Address reprint requests to Ahmad Agil, PhD, Department of Pharmacology and Neurosciences Institute, School of Medicine, University of Granada, Granada, Spain.
E-mail: aagil@ugr.es

Abstract

Abstract:  The aim of this study was to investigate the effects of melatonin on glucose homeostasis in young male Zucker diabetic fatty (ZDF) rats, an experimental model of metabolic syndrome and type 2 diabetes mellitus (T2DM). ZDF rats (n = 30) and lean littermates (ZL) (n = 30) were used.

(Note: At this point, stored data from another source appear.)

//! Memory tools over REST and MCP JSON-RPC: ownership, privacy, expiry,
//! scope enforcement and persona queries.

mod common;

use axum::http::{StatusCode, header};
use chrono::{Duration, Utc};
use serde_json::{Value, json};

use common::TestApp;

async fn submit(app: &TestApp, token: &str, text: &str, permission: &str) -> Value {
    let (status, body) = app
        .call_tool(token, "submit_memory", &json!({"text": text, "permission": permission}))
        .await;
    assert_eq!(status, StatusCode::OK, "{body}");
    body
}

// =============================================================================
// Authentication
// =============================================================================

#[tokio::test]
async fn test_tools_require_bearer_token() {
    let app = TestApp::new();
    let (status, headers, body) =
        app.post_json("/tools/get_memories", None, &json!({})).await;

    assert_eq!(status, StatusCode::UNAUTHORIZED);
    assert_eq!(body["error"], "invalid_token");
    let challenge = headers[header::WWW_AUTHENTICATE].to_str().unwrap();
    assert!(challenge.starts_with("Bearer"));

    let (status, _) = app.call_tool("not-a-token", "get_memories", &json!({})).await;
    assert_eq!(status, StatusCode::UNAUTHORIZED);
}

#[tokio::test]
async fn test_tool_listing_is_public() {
    let app = TestApp::new();
    let (status, _, body) = app.get("/tools", None).await;
    assert_eq!(status, StatusCode::OK);

    let names: Vec<&str> =
        body.as_array().unwrap().iter().filter_map(|t| t["name"].as_str()).collect();
    assert_eq!(names.len(), 8);
    assert!(names.contains(&"submit_memory"));
    assert!(names.contains(&"query_user"));
}

#[tokio::test]
async fn test_read_only_token_cannot_write() {
    let app = TestApp::new();
    app.create_user("alice").await;
    let client = app.register_client(false, None).await;
    let tokens = app.obtain_tokens(&client, "alice", Some("memories:read")).await;
    let token = tokens["access_token"].as_str().unwrap();

    let (status, _, body) = app
        .post_json("/tools/submit_memory", Some(token), &json!({"text": "I like coffee"}))
        .await;
    assert_eq!(status, StatusCode::FORBIDDEN);
    assert_eq!(body["error"], "insufficient_scope");

    let (status, body) = app.call_tool(token, "get_memories", &json!({})).await;
    assert_eq!(status, StatusCode::OK);
    assert_eq!(body["count"], 0);

    let (status, _, _) = app.get("/users/me", Some(token)).await;
    assert_eq!(status, StatusCode::FORBIDDEN);
}

// =============================================================================
// Memory store
// =============================================================================

#[tokio::test]
async fn test_submit_and_get_own_memory() {
    let app = TestApp::new();
    let (alice_id, token) = app.user_with_token("alice").await;

    let created = submit(&app, &token, "I like coffee", "private").await;
    assert_eq!(created["owner_id"], alice_id.to_string());
    assert_eq!(created["permission"], "private");
    assert_eq!(created["is_expired"], false);

    let (status, body) =
        app.call_tool(&token, "get_memory", &json!({"memory_id": created["id"]})).await;
    assert_eq!(status, StatusCode::OK);
    assert_eq!(body["text"], "I like coffee");
}

#[tokio::test]
async fn test_empty_body_means_no_arguments() {
    let app = TestApp::new();
    let (_, token) = app.user_with_token("alice").await;

    let request = axum::http::Request::post("/tools/get_memories")
        .header(header::AUTHORIZATION, format!("Bearer {token}"))
        .body(axum::body::Body::empty())
        .unwrap();
    let (status, _, body) = app.send(request).await;
    assert_eq!(status, StatusCode::OK);
    assert_eq!(body["count"], 0);
}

At 6 wk of age, both lean and fatty animals were subdivided into three groups, each composed of ten rats: naive (N), vehicle treated (V), and melatonin treated (M) (10 mg/kg/day) for 6 wk. Vehicle and melatonin were added to the drinking water. ZDF rats developed DM (fasting hyperglycemia, 460 ± 39.8 mg/dL; HbA1c 8.3 ± 0.5%) with both insulin resistance (HOMA-IR 9.28 ± 0.9 versus 1.2 ± 0.1 in ZL) and decreased β-cell function (HOMA1-%B) by 75%, compared with ZL rats. Melatonin reduced fasting hyperglycemia by 18.6% (< 0.05) and HbA1c by 11% (< 0.05) in ZDF rats. Also, melatonin lowered insulinemia by 15.9% (< 0.05) and HOMA-IR by 31% (< 0.01) and increased HOMA1-%B by 14.4% (< 0.05). In addition, melatonin decreased hyperleptinemia by 34% (< 0.001) and raised hypoadiponectinemia by 40% (< 0.001) in ZDF rats. Moreover, melatonin reduced serum free fatty acid levels by 13.5% (< 0.05). These data demonstrate that oral melatonin administration ameliorates glucose homeostasis in young ZDF rats by improving both insulin action and β-cell function. These observations have implications on melatonin’s possible use as a new pharmacologic therapy for improving glucose homeostasis and of obesity-related T2DM, in young subjects.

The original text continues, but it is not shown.